The six-day programme will feature interactions and engagements with poets through performances, readings and book-launches with a number of poets featured each evening. Once again the festival includes the ever-popular Durban Slam Jam Competition and the festival finale, which showcases all the poets in the festival. The daytime programme includes a mashup of workshops, talks, discussions competitions, open mic opportunities, as well as visits to schools.

‘Celebrating diversity, the festival includes local South African and international poets from Egypt, the USA, Spain, the Ukraine, Mauritius and Nigeria,’ curator Siphindile Hlongwa of the CCA says. ‘This year we continue to celebrate women poets and cast our focus towards fiery female poetic voices that use their art to mitigate the gender-based abuse and violence that continues to plague the country.’

16 poets are in the line-up for the festival. From Spain comes the prolific award-winning poet Guillem Gavalda, whose poetry has been translated into Spanish, English, Turkish and Greek.

Haitian-born Brooklyn-raised storyteller, Joel Francois, who tells stories of love, family and race, and believes that the artist is the ‘architect of humanity’, features from the USA.

Nadra Mabrouk from Cairo, Egypt, is the recipient of the 2019 Brunel International African Poetry Prize and the 2019 Poets & Writers Amy Award. Umar Timol is a Mauritian poet and photographer, who has published four collections of poetry and two novels, as well as articles in national and international journals, and contributed to collective anthologies in Mauritius and abroad.

Ukrainian Iryna Starovoyt is a poet, essayist, and Associate Professor of Cultural Studies at the Ukrainian Catholic University, and co-editor of the website Ukraina moderna (uamoderna.com).

The CCA and Poetry Africa have begun a long-term exchange programme with Nigeria that looks to furthering the literary and poetic connections between West and South Africa. At a time in South Africa’s shameful xenophobic history, this exchange programme is part of not just a healing, but a celebration of our collective African identity.

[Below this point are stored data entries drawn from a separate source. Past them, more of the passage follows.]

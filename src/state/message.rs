//! Chat message domain object.
//!
//! A `ChatMessage` is shared behind an `Arc` between the dispatcher, tracked
//! entity handlers, and application code. Mutable fields live in a
//! `parking_lot::RwLock`; the disposed flag is an atomic read on every
//! mutation path so a disposed message is never touched again, regardless
//! of which task still holds a handler for it.

use super::{MessageId, RoomId, UserId};
use chrono::{DateTime, Utc};
use parking_lot::RwLock;
use std::sync::atomic::{AtomicBool, Ordering};

/// A message in a chat room.
#[derive(Debug)]
pub struct ChatMessage {
    id: MessageId,
    room_id: RoomId,
    author_id: UserId,
    posted_at: DateTime<Utc>,
    state: RwLock<MessageState>,
    disposed: AtomicBool,
}

#[derive(Debug)]
struct MessageState {
    content: String,
    edit_count: u32,
    deleted: bool,
    star_count: u32,
    pin_count: u32,
}

impl ChatMessage {
    /// Create a message from decoded or fetched fields.
    pub fn new(
        id: MessageId,
        room_id: RoomId,
        author_id: UserId,
        content: impl Into<String>,
        posted_at: DateTime<Utc>,
    ) -> Self {
        Self {
            id,
            room_id,
            author_id,
            posted_at,
            state: RwLock::new(MessageState {
                content: content.into(),
                edit_count: 0,
                deleted: false,
                star_count: 0,
                pin_count: 0,
            }),
            disposed: AtomicBool::new(false),
        }
    }

    pub fn id(&self) -> MessageId {
        self.id
    }

    pub fn room_id(&self) -> RoomId {
        self.room_id
    }

    pub fn author_id(&self) -> UserId {
        self.author_id
    }

    pub fn posted_at(&self) -> DateTime<Utc> {
        self.posted_at
    }

    /// Current message body.
    pub fn content(&self) -> String {
        self.state.read().content.clone()
    }

    /// Number of edits applied to this instance since tracking began.
    pub fn edit_count(&self) -> u32 {
        self.state.read().edit_count
    }

    /// Whether the remote service deleted this message. A deleted message
    /// stays live (and tracked); it is only flagged.
    pub fn is_deleted(&self) -> bool {
        self.state.read().deleted
    }

    pub fn star_count(&self) -> u32 {
        self.state.read().star_count
    }

    pub fn pin_count(&self) -> u32 {
        self.state.read().pin_count
    }

    /// Apply an edit: replace the body and bump the edit counter.
    /// No-op once disposed.
    pub fn apply_edit(&self, content: impl Into<String>) {
        if self.is_disposed() {
            return;
        }
        let mut state = self.state.write();
        state.content = content.into();
        state.edit_count += 1;
    }

    /// Flag the message as deleted. No-op once disposed.
    pub fn apply_delete(&self) {
        if self.is_disposed() {
            return;
        }
        self.state.write().deleted = true;
    }

    /// Update star/pin counts from a star-toggle event. No-op once disposed.
    pub fn apply_star(&self, stars: u32, pins: u32) {
        if self.is_disposed() {
            return;
        }
        let mut state = self.state.write();
        state.star_count = stars;
        state.pin_count = pins;
    }

    /// Permanently retire this instance. Terminal: every later `apply_*`
    /// is a no-op. Idempotent.
    pub fn dispose(&self) {
        self.disposed.store(true, Ordering::SeqCst);
    }

    pub fn is_disposed(&self) -> bool {
        self.disposed.load(Ordering::SeqCst)
    }
}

We celebrate the power of the spoken and written word to unite.

This year the festival hosts five poets from Nigeria as part of an exchange programme with the Lagos Poetry Festival, which takes place in October. Efe Paul Azino, one of Nigeria’s well-known performance artists and poets, who co-founded West Africa’s first international poetry festival, the Lagos International Poetry Festival, which he currently directs. Titilope Sounga, an award-winning poet, writer and performer who calls both Canada and Nigeria home. Tobi Abiodun, a poet and spoken-word artist who was born and raised in Benin City, is a multiple Slam Champion, holding titles in major Nigerian cities, including Lagos, Abuja and Portharcourt. Bash’ Amuneni, a poet and performer whose works explores humanity’s capacity for love. He is the author of the poetry collection There is a Lunatic in Every Town, a TEDx speaker and member of the Abuja Literary Society.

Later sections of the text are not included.